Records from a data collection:
-=-=-=-=-

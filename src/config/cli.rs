//! Command-line argument parsing

use std::path::PathBuf;

use clap::{Parser, ValueEnum};

use crate::transport::ble::DEFAULT_DEVICE_NAME_PREFIX;

/// How the device is reached
#[derive(ValueEnum, Debug, Clone, Copy, PartialEq, Eq)]
pub enum TransportKind {
    /// HTTP to the device's own access point
    Softap,
    /// Bluetooth Low Energy GATT
    Ble,
}

#[derive(Parser, Debug, Clone)]
#[clap(name = "wifi-provisioning", version, author)]
#[clap(about = "Provision WiFi credentials onto a device over SoftAP or BLE")]
pub struct CliArgs {
    /// Transport used to reach the device
    #[clap(short, long, value_enum, default_value = "softap")]
    pub transport: TransportKind,

    /// Device address in SoftAP mode
    #[clap(long, default_value = "192.168.4.1:80")]
    pub base_url: String,

    /// Advertised name prefix of BLE devices (empty to match by service only)
    #[clap(long, default_value = DEFAULT_DEVICE_NAME_PREFIX)]
    pub device_prefix: String,

    /// BLE discovery window in seconds
    #[clap(long, default_value = "2.0")]
    pub discovery_timeout: f64,

    /// Security scheme: 0 (unsecured) or 1 (proof of possession)
    #[clap(short, long, default_value_t = 1, value_parser = clap::value_parser!(u8).range(0..=1))]
    pub security: u8,

    /// Proof of possession printed on the device
    #[clap(short, long)]
    pub pop: Option<String>,

    /// Network to join
    #[clap(long)]
    pub ssid: String,

    /// Network passphrase
    #[clap(long, default_value = "")]
    pub passphrase: String,

    /// Custom configuration entry sent before the WiFi credentials (key=value, repeatable)
    #[clap(long = "custom")]
    pub custom: Vec<String>,

    /// Per-request timeout in seconds
    #[clap(long, default_value = "5.0")]
    pub request_timeout: f64,

    /// Pause between WiFi state polls in seconds
    #[clap(long, default_value = "2.0")]
    pub poll_interval: f64,

    /// WiFi state polls before giving up
    #[clap(long, default_value = "15")]
    pub max_polls: u32,

    /// Scan results fetched per request
    #[clap(long, default_value = "4")]
    pub scan_page_size: u8,

    /// JSON file overriding the endpoint map
    #[clap(long)]
    pub endpoints: Option<PathBuf>,
}

#[cfg(test)]
mod tests {
    use super::*;

    #[test]
    fn test_defaults() {
        let args = CliArgs::try_parse_from(["wifi-provisioning", "--ssid", "HomeNet"]).unwrap();

        assert_eq!(args.transport, TransportKind::Softap);
        assert_eq!(args.base_url, "192.168.4.1:80");
        assert_eq!(args.security, 1);
        assert_eq!(args.pop, None);
        assert!(args.custom.is_empty());
    }

    #[test]
    fn test_repeated_custom_entries() {
        let args = CliArgs::try_parse_from([
            "wifi-provisioning",
            "--transport",
            "ble",
            "--ssid",
            "HomeNet",
            "--custom",
            "a=1",
            "--custom",
            "b=2",
        ])
        .unwrap();

        assert_eq!(args.transport, TransportKind::Ble);
        assert_eq!(args.custom, vec!["a=1", "b=2"]);
    }

    #[test]
    fn test_security_out_of_range() {
        let args =
            CliArgs::try_parse_from(["wifi-provisioning", "--ssid", "x", "--security", "2"]);
        assert!(args.is_err());
    }
}
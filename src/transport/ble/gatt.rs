//! GATT service resolution on a connected peripheral

use bluer::{Device, gatt::remote::Characteristic};
use std::{collections::BTreeMap, time::Duration};
use tracing::{debug, info, warn};

use crate::{
    config::BleEndpoints,
    core::error::{TransportError, TransportResult},
};

const RESOLVE_POLL_INTERVAL: Duration = Duration::from_millis(100);

/// Wait until BlueZ has resolved the peripheral's GATT services
pub async fn wait_services_resolved(device: &Device, timeout: Duration) -> TransportResult<()> {
    let wait = async {
        loop {
            if device.is_services_resolved().await? {
                return Ok::<(), TransportError>(());
            }
            tokio::time::sleep(RESOLVE_POLL_INTERVAL).await;
        }
    };

    tokio::time::timeout(timeout, wait)
        .await
        .map_err(|_| TransportError::Timeout)?
}

/// Map every configured endpoint path to its characteristic
///
/// Fails if the provisioning service is missing. Endpoints the peripheral does
/// not expose are skipped and later surface as `UnknownEndpoint`.
pub async fn resolve_endpoints(
    device: &Device,
    endpoints: &BleEndpoints,
) -> TransportResult<BTreeMap<String, Characteristic>> {
    let mut service = None;
    for candidate in device.services().await? {
        if candidate.uuid().await? == endpoints.service_uuid {
            service = Some(candidate);
            break;
        }
    }

    let service = service.ok_or_else(|| {
        TransportError::Ble(format!(
            "provisioning service {} not found",
            endpoints.service_uuid
        ))
    })?;

    let mut by_uuid = BTreeMap::new();
    for characteristic in service.characteristics().await? {
        by_uuid.insert(characteristic.uuid().await?, characteristic);
    }

    let mut resolved = BTreeMap::new();
    for (path, uuid) in &endpoints.characteristics {
        match by_uuid.get(uuid) {
            Some(characteristic) => {
                debug!("Endpoint '{}' -> {}", path, uuid);
                resolved.insert(path.clone(), characteristic.clone());
            }
            None => warn!("Endpoint '{}' ({}) not exposed by peripheral", path, uuid),
        }
    }

    info!("Resolved {} provisioning endpoints", resolved.len());
    Ok(resolved)
}
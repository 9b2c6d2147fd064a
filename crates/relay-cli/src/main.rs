use std::path::{Path, PathBuf};

use anyhow::Context;
use clap::{Parser, Subcommand};
use tokio::sync::mpsc;
use tracing_subscriber::EnvFilter;
use tracing_subscriber::fmt::writer::BoxMakeWriter;

use relay_core::config::{LoggingConfig, RelayConfig};
use relay_engine::{EngineSource, HostMessage, HttpEngineSource, ReplaySource};
use relay_stream::{ChannelSink, SinkItem, StreamOptions, process, process_messages};

#[derive(Parser)]
#[command(
    name = "relay",
    about = "Normalize execution engine event streams into text message and action execution events",
    version
)]
struct Cli {
    #[command(subcommand)]
    command: Commands,

    /// Config file path
    #[arg(short, long, global = true)]
    config: Option<String>,

    /// Enable verbose logging
    #[arg(short, long, global = true)]
    verbose: bool,
}

#[derive(Subcommand)]
enum Commands {
    /// Normalize a captured engine event stream (one JSON event per line)
    Replay {
        /// Path to the JSONL capture
        file: PathBuf,
    },

    /// Run host messages through the configured engine and normalize its stream
    Stream {
        /// JSON file holding an array of host messages
        #[arg(short, long)]
        input: PathBuf,
    },

    /// Configuration management
    Config {
        #[command(subcommand)]
        action: ConfigAction,
    },
}

#[derive(Subcommand)]
enum ConfigAction {
    /// Show current configuration
    Show,
}

fn init_logging(logging: Option<&LoggingConfig>, verbose: bool) {
    let default = LoggingConfig::default();
    let logging = logging.unwrap_or(&default);

    let filter = EnvFilter::try_from_default_env().unwrap_or_else(|_| {
        let level = if verbose {
            "debug"
        } else {
            logging.level.as_deref().unwrap_or("info")
        };
        let directives = std::iter::once(level.to_string())
            .chain(logging.filters.iter().cloned())
            .collect::<Vec<_>>()
            .join(",");
        EnvFilter::try_new(&directives).unwrap_or_else(|_| EnvFilter::new("info"))
    });

    let writer = match logging.output.as_str() {
        "stdout" => BoxMakeWriter::new(std::io::stdout),
        _ => BoxMakeWriter::new(std::io::stderr),
    };

    let builder = tracing_subscriber::fmt()
        .with_env_filter(filter)
        .with_writer(writer);
    if logging.format == "json" {
        builder.json().init();
    } else {
        builder.init();
    }
}

/// One stdout line per sink item.
fn render(item: &SinkItem) -> anyhow::Result<String> {
    Ok(match item {
        SinkItem::Event(event) => serde_json::to_string(event)?,
        SinkItem::Complete => serde_json::json!({ "type": "Complete" }).to_string(),
    })
}

/// Print sink items until completion.
async fn print_items(mut rx: mpsc::UnboundedReceiver<SinkItem>) {
    while let Some(item) = rx.recv().await {
        match render(&item) {
            Ok(line) => println!("{line}"),
            Err(e) => tracing::error!("Failed to render event: {e}"),
        }
        if item == SinkItem::Complete {
            break;
        }
    }
}

async fn load_messages(path: &Path) -> anyhow::Result<Vec<HostMessage>> {
    let text = tokio::fs::read_to_string(path)
        .await
        .with_context(|| format!("Failed to read input {}", path.display()))?;
    serde_json::from_str(&text)
        .with_context(|| format!("Invalid host messages in {}", path.display()))
}

#[tokio::main]
async fn main() -> anyhow::Result<()> {
    let cli = Cli::parse();

    let config_path = cli
        .config
        .map(PathBuf::from)
        .unwrap_or_else(RelayConfig::config_path);
    let config = RelayConfig::load(&config_path)?;

    init_logging(config.logging.as_ref(), cli.verbose);

    let needs_engine = matches!(cli.command, Commands::Stream { .. });
    let (warnings, errors) = config.validate(needs_engine);
    for warning in &warnings {
        tracing::warn!("{warning}");
    }
    if !errors.is_empty() {
        for error in &errors {
            tracing::error!("{error}");
        }
        anyhow::bail!("Invalid config: {}", config_path.display());
    }

    let options = StreamOptions::from(&config.stream());

    match cli.command {
        Commands::Replay { file } => {
            let source = ReplaySource::from_path(&file).await?;
            tracing::info!(events = source.len(), "Replaying {}", file.display());

            let (sink, rx) = ChannelSink::channel();
            let printer = tokio::spawn(print_items(rx));
            let result = process(&source, &Default::default(), &sink, options).await;
            drop(sink);
            printer.await?;

            let outcome = result?;
            tracing::info!(
                run_id = %outcome.run_id,
                has_error = outcome.has_error,
                "Replay finished"
            );
        }
        Commands::Stream { input } => {
            let messages = load_messages(&input).await?;
            let source = config
                .engine
                .as_ref()
                .and_then(HttpEngineSource::from_config)
                .context("No engine url configured (set engine.url)")?;
            tracing::info!(
                source = source.id(),
                url = %source.url,
                "Streaming {} messages",
                messages.len()
            );

            let (sink, rx) = ChannelSink::channel();
            let printer = tokio::spawn(print_items(rx));
            let result = process_messages(&source, &messages, &sink, options).await;
            drop(sink);
            printer.await?;

            let outcome = result?;
            tracing::info!(
                run_id = %outcome.run_id,
                has_error = outcome.has_error,
                "Stream finished"
            );
        }
        Commands::Config { action } => match action {
            ConfigAction::Show => {
                let json = serde_json::to_string_pretty(&config)?;
                println!("{json}");
            }
        },
    }

    Ok(())
}
//! Replay a captured engine event stream from JSON Lines.

use std::path::Path;

use async_trait::async_trait;
use tracing::debug;

use relay_core::types::EngineEvent;

use crate::{EngineInput, EngineSource, EventStream};

/// Replays engine events recorded one JSON object per line.
///
/// Lines are decoded lazily as the stream is consumed, so an undecodable
/// line fails the stream at its position rather than up front.
#[derive(Debug, Clone, Default)]
pub struct ReplaySource {
    lines: Vec<String>,
}

impl ReplaySource {
    /// Build from JSON Lines text. Blank lines are skipped.
    pub fn from_jsonl(text: &str) -> Self {
        Self {
            lines: text
                .lines()
                .map(str::trim)
                .filter(|l| !l.is_empty())
                .map(str::to_string)
                .collect(),
        }
    }

    pub async fn from_path(path: &Path) -> anyhow::Result<Self> {
        let text = tokio::fs::read_to_string(path).await?;
        Ok(Self::from_jsonl(&text))
    }

    pub fn from_events(events: &[EngineEvent]) -> anyhow::Result<Self> {
        let lines = events
            .iter()
            .map(serde_json::to_string)
            .collect::<Result<Vec<_>, _>>()?;
        Ok(Self { lines })
    }

    pub fn len(&self) -> usize {
        self.lines.len()
    }

    pub fn is_empty(&self) -> bool {
        self.lines.is_empty()
    }
}

#[async_trait]
impl EngineSource for ReplaySource {
    fn id(&self) -> &str {
        "replay"
    }

    async fn open(&self, _input: &EngineInput) -> anyhow::Result<EventStream> {
        debug!(events = self.lines.len(), "Opening replay stream");
        let lines = self.lines.clone();
        let stream = futures::stream::iter(lines.into_iter().enumerate().map(|(idx, line)| {
            serde_json::from_str::<EngineEvent>(&line)
                .map_err(|e| anyhow::anyhow!("Replay line {}: {e}", idx + 1))
        }));
        Ok(Box::pin(stream))
    }
}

-=-=-=-=-

Problem requirements. Note each line above that contains "EnvFilter" and copy it out.

Problem solution.
use tracing_subscriber::EnvFilter;
    let filter = EnvFilter::try_from_default_env().unwrap_or_else(|_| {
        EnvFilter::try_new(&directives).unwrap_or_else(|_| EnvFilter::new("info"))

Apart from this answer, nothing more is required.